So what are we doing during these 40 hours?

It is no coincidence that the penetration of domestic air-conditioners has almost doubled in a decade: over 70 per cent of us have one. Many Australians (at least in the southern states) still reserve the use of their air-conditioners for those very hot (or cold) days of the year — some 40 hours in total — when temperatures soar (or plummet). Air-conditioning use at these times creates much of the peak load that costly infrastructure is being built to cope with.

There is no denying that it gets hot in Australia. Temperatures can exceed 40 degrees Celsius for several days in a row.

How then did Australians manage without air conditioning? Climate change might be causing more extreme temperatures and heat waves, but this alone doesn’t explain why, in a little over a decade, cooling an entire home has become the normal and necessary thing to do.

Australia’s situation is not unique. In many developed and developing nations around the world, air-conditioning is making its way into more and more homes and workplaces. Even countries like the UK are increasingly embracing the air-conditioner, despite being considered cold in comparison to Australia.

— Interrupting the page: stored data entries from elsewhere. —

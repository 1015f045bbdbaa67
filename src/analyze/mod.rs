// src/analyze/mod.rs
// =============================================================================
// This module holds the report-section analyzers. Each one consumes the
// resolved page (or, for the server and Google checks, the target URL)
// and produces exactly one report Section; none of them can fail the run.
//
// Submodules:
// - content: <head> fields and H1/H2/H3 heading structure
// - media: video, audio, and image inventory
// - server: sitemap, robots.txt, TLS, server IP and software
// - semantic: language detection + stopword-filtered keyword frequency
// - stopwords: the compiled-in stopword tables semantic relies on
// - google: search-index presence check
// =============================================================================

pub mod content;
pub mod google;
pub mod media;
pub mod semantic;
pub mod server;
pub mod stopwords;
// src/checker/mod.rs
// =============================================================================
// This module contains all link handling for the resolved page.
//
// Submodules:
// - html: Extracts raw hyperlink targets from the page markup
// - http: Classifies links as internal/external and verifies them over HTTP
//
// This file (mod.rs) is the module root - it ties everything together and
// exports the public API that other parts of our application can use.
// =============================================================================

mod html;
mod http;

pub use html::extract_links;
pub use http::{classify_links, verify_links, CheckOutcome, LinkScope, LinkTarget, PageLink};
// src/analyze/media.rs
// =============================================================================
// This module inventories the media content of the page:
//
// - <video>/<audio> elements: reported with their source, failed when the
//   source is missing
// - <img> (and <e-img>) elements: alt text presence, inline data: URIs
//   noted and skipped, and for everything else a fetch of the image itself
//   to report its size and format
//
// The HTML scan happens first and produces plain structs; the image
// fetches happen afterwards. scraper's Html is not Send, so it must never
// be held across an .await point - separating "scan" from "fetch" keeps
// that boundary obvious.
//
// A failed image fetch marks that one image and moves on; media analysis
// never aborts the run.
// =============================================================================

use crate::fetch::ResolvedPage;
use crate::report::{Finding, Section, Status};
use reqwest::Client;
use scraper::{Html, Selector};
use std::time::Duration;

// Long alt texts and filenames are truncated for the report
const DISPLAY_LIMIT: usize = 50;

struct AvItem {
    /// "video" or "audio"
    kind: String,
    src: Option<String>,
}

struct ImageItem {
    src: String,
    alt: Option<String>,
}

/// Media inventory with per-image size/format lookups
pub async fn media_section(page: &ResolvedPage, timeout: Duration) -> Section {
    let mut section = Section::new("SEO Media Analysis");
    let (av_items, images) = scan_media(&page.body);

    if av_items.is_empty() && images.is_empty() {
        section.push(Finding::neutral("Media", "No media elements found."));
        return section;
    }

    for item in &av_items {
        let label = if item.kind == "video" { "Video" } else { "Audio" };
        match &item.src {
            Some(src) => section.push(Finding::good(&format!("{} Source", label), src.clone())),
            None => section.push(Finding::fail(label, "No source found")),
        }
    }

    let client = match Client::builder().timeout(timeout).build() {
        Ok(client) => client,
        Err(e) => {
            section.push(Finding::fail("Media", format!("HTTP client error: {}", e)));
            return section;
        }
    };

    for image in &images {
        section.push(inspect_image(&client, page, image).await);
    }

    section
}

// Walks the document once and collects plain data, so nothing borrowed
// from the parse survives into the async fetches below
fn scan_media(html: &str) -> (Vec<AvItem>, Vec<ImageItem>) {
    let document = Html::parse_document(html);

    let av_selector = Selector::parse("video, audio").unwrap();
    let av_items = document
        .select(&av_selector)
        .map(|el| AvItem {
            kind: el.value().name().to_string(),
            src: el.value().attr("src").map(|s| s.to_string()),
        })
        .collect();

    // e-img is a custom element some frameworks emit for lazy images
    let img_selector = Selector::parse("img, e-img").unwrap();
    let images = document
        .select(&img_selector)
        .filter_map(|el| {
            el.value().attr("src").map(|src| ImageItem {
                src: src.to_string(),
                alt: el.value().attr("alt").map(|s| s.to_string()),
            })
        })
        .collect();

    (av_items, images)
}

async fn inspect_image(client: &Client, page: &ResolvedPage, image: &ImageItem) -> Finding {
    // Inline images carry their bytes in the src attribute; there is
    // nothing to fetch and the "filename" would be the whole payload
    if image.src.starts_with("data:") {
        return Finding::neutral("Image", "Inline image detected, no further analysis");
    }

    let name = display_name(&image.src);
    let alt = image
        .alt
        .as_deref()
        .filter(|a| !a.is_empty())
        .map(|a| truncate(a, DISPLAY_LIMIT));

    let absolute = match page.url.join(&image.src) {
        Ok(url) => url,
        Err(_) => {
            return Finding::fail("Image", format!("{}, unparseable source URL", name));
        }
    };

    match client.get(absolute.as_str()).send().await {
        Ok(response) => {
            let format = response
                .headers()
                .get("content-type")
                .and_then(|v| v.to_str().ok())
                .unwrap_or("Unknown")
                .to_string();
            let size_kb = match response.bytes().await {
                Ok(bytes) => bytes.len() as f64 / 1024.0,
                Err(_) => 0.0,
            };
            let status = if alt.is_some() {
                Status::Good
            } else {
                Status::Fail
            };
            Finding::from_parts(
                status,
                "Image",
                format!(
                    "Filename: {}, ALT: {}, Size: {:.2} KB, Format: {}",
                    name,
                    alt.as_deref().unwrap_or("NOT PROVIDED"),
                    size_kb,
                    format
                ),
            )
        }
        Err(e) => Finding::fail("Image", format!("{}, Error fetching image: {}", name, e)),
    }
}

// Last path segment of the source, without query or fragment, truncated
fn display_name(src: &str) -> String {
    let base = src.rsplit('/').next().unwrap_or(src);
    let base = base.split('?').next().unwrap_or(base);
    let base = base.split('#').next().unwrap_or(base);
    truncate(base, DISPLAY_LIMIT)
}

fn truncate(text: &str, limit: usize) -> String {
    if text.chars().count() <= limit {
        text.to_string()
    } else {
        let cut: String = text.chars().take(limit).collect();
        format!("{}...", cut)
    }
}
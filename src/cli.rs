// src/cli.rs
// =============================================================================
// This file defines our command-line interface using the `clap` crate.
//
// clap is a popular Rust library for parsing command-line arguments.
// We use the "derive" API which lets us define the CLI structure using
// Rust structs and attributes (the #[...] things).
//
// The tool analyzes exactly one URL per run, so there are no subcommands:
// just the required --url plus one boolean flag per report section and a
// few tunables for the redirect resolver and the link checker.
//
// Rust concepts:
// - Structs: Custom data types that group related data
// - Derive macros: Automatically generate code for our types
// - Methods on structs: Small helpers that interpret the parsed flags
// =============================================================================

use clap::Parser;

// This struct represents our entire CLI application
//
// #[derive(Parser)] tells clap to automatically generate parsing code
// The #[command(...)] attributes configure how the CLI behaves
#[derive(Parser, Debug)]
#[command(
    name = "seo-scout",
    version = "0.1.0",
    about = "Retrieve SEO-relevant data for a specific URL",
    long_about = "seo-scout fetches a single web page, follows its redirects if asked, \
                  and prints a human-readable SEO report: content structure, media, \
                  internal/external links, server posture, semantic keywords, and \
                  Google index presence."
)]
pub struct Cli {
    /// The URL to retrieve SEO-relevant data for
    ///
    /// Required. Everything else in the report derives from this one page.
    #[arg(long)]
    pub url: String,

    /// Follow redirects until there are no more
    ///
    /// Without this flag the tool performs a single fetch and reports the
    /// initial response as-is, even if it is a redirect.
    #[arg(short = 'f', long)]
    pub follow: bool,

    /// Analyze media content (video, audio, images) on the page
    #[arg(short = 'm', long)]
    pub media: bool,

    /// Output all internal and external links on the page, with status checks
    #[arg(short = 'l', long)]
    pub links: bool,

    /// Check for sitemap, robots.txt, SSL certificate status, and server info
    #[arg(short = 's', long)]
    pub server: bool,

    /// Check if the URL is indexed by Google
    #[arg(short = 'g', long)]
    pub google: bool,

    /// Output heading tags (H1, H2, H3) from the page
    #[arg(short = 'c', long)]
    pub content: bool,

    /// Perform semantic keyword analysis on the page content
    #[arg(short = 'e', long)]
    pub semantic: bool,

    /// Run all checks and outputs (equivalent to setting every flag above)
    #[arg(short = 'a', long)]
    pub all: bool,

    /// Maximum number of redirect hops to follow in --follow mode
    #[arg(long, default_value_t = 10)]
    pub max_hops: usize,

    /// Per-request timeout for fetching the page, in seconds
    #[arg(long, default_value_t = 10)]
    pub timeout: u64,

    /// Per-request timeout for individual link checks, in seconds
    ///
    /// Independent of --timeout: a slow page should not slow down link
    /// verification, and vice versa.
    #[arg(long, default_value_t = 5)]
    pub link_timeout: u64,

    /// Output the report as JSON instead of the colored text format
    #[arg(long)]
    pub json: bool,
}

impl Cli {
    // Each section flag is also implied by --all.
    // These helpers keep the "or all" logic in one place instead of
    // scattering `cli.media || cli.all` through main.

    pub fn follow_enabled(&self) -> bool {
        self.follow || self.all
    }

    pub fn media_enabled(&self) -> bool {
        self.media || self.all
    }

    pub fn links_enabled(&self) -> bool {
        self.links || self.all
    }

    pub fn server_enabled(&self) -> bool {
        self.server || self.all
    }

    pub fn google_enabled(&self) -> bool {
        self.google || self.all
    }

    pub fn content_enabled(&self) -> bool {
        self.content || self.all
    }

    pub fn semantic_enabled(&self) -> bool {
        self.semantic || self.all
    }

    /// Redirect hop budget for the resolver: 0 means "single fetch, report
    /// whatever comes back", anything else is the follow-mode ceiling.
    pub fn hop_budget(&self) -> usize {
        if self.follow_enabled() {
            self.max_hops
        } else {
            0
        }
    }
}

// -----------------------------------------------------------------------------
// BEGINNER NOTES:
//
// 1. Why flags instead of subcommands?
//    - The tool does one thing: analyze a single URL
//    - Flags toggle which report sections get produced
//    - Subcommands would add a layer with only one member
//
// 2. What does #[arg(short = 'f', long)] do?
//    - Generates both -f and --follow for the field named `follow`
//    - clap derives the long name from the field name automatically
//
// 3. What is default_value_t?
//    - Supplies a default when the flag is absent
//    - The _t suffix means "typed value" (here usize/u64, not a string)
//
// 4. Why the *_enabled() helper methods?
//    - --all implies every section flag
//    - Resolving that in one place keeps main.rs free of repeated `|| all`
// -----------------------------------------------------------------------------

#[cfg(test)]
mod tests {
    use super::*;

    #[test]
    fn test_parse_minimal() {
        let cli = Cli::try_parse_from(["seo-scout", "--url", "https://example.com"]).unwrap();
        assert_eq!(cli.url, "https://example.com");
        assert!(!cli.follow_enabled());
        assert!(!cli.links_enabled());
        assert_eq!(cli.hop_budget(), 0);
    }

    #[test]
    fn test_url_is_required() {
        assert!(Cli::try_parse_from(["seo-scout", "-a"]).is_err());
    }

    #[test]
    fn test_all_implies_every_section() {
        let cli = Cli::try_parse_from(["seo-scout", "--url", "https://example.com", "-a"]).unwrap();
        assert!(cli.follow_enabled());
        assert!(cli.media_enabled());
        assert!(cli.links_enabled());
        assert!(cli.server_enabled());
        assert!(cli.google_enabled());
        assert!(cli.content_enabled());
        assert!(cli.semantic_enabled());
    }

    #[test]
    fn test_follow_sets_hop_budget() {
        let cli =
            Cli::try_parse_from(["seo-scout", "--url", "https://example.com", "-f"]).unwrap();
        assert_eq!(cli.hop_budget(), 10);

        let cli = Cli::try_parse_from([
            "seo-scout",
            "--url",
            "https://example.com",
            "-f",
            "--max-hops",
            "3",
        ])
        .unwrap();
        assert_eq!(cli.hop_budget(), 3);
    }

    #[test]
    fn test_short_flags() {
        let cli = Cli::try_parse_from([
            "seo-scout",
            "--url",
            "https://example.com",
            "-l",
            "-c",
            "-e",
        ])
        .unwrap();
        assert!(cli.links_enabled());
        assert!(cli.content_enabled());
        assert!(cli.semantic_enabled());
        assert!(!cli.media_enabled());
    }
}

Policy makers are well aware of the financial and environmental costs of this recent and rapid spread of air-conditioning, and have focused their attention on improving the efficiency of air-conditioners and Australia’s housing stock, and delivering behaviour change initiatives that ask householders to turn their thermostats up (or down).

However, trends such as open-plan designs, the increasing size of residential floor space, central cooling installations, and changing house designs have often outweighed efficiency and behavioural improvements.

As prices continue to rise and pressure to act on climate change becomes paramount, it is a good time for policy makers to ask if the trend towards air-conditioning indoor spaces is necessary, desirable or even possible. Taking these questions seriously, where might we look for inspiration and alternatives?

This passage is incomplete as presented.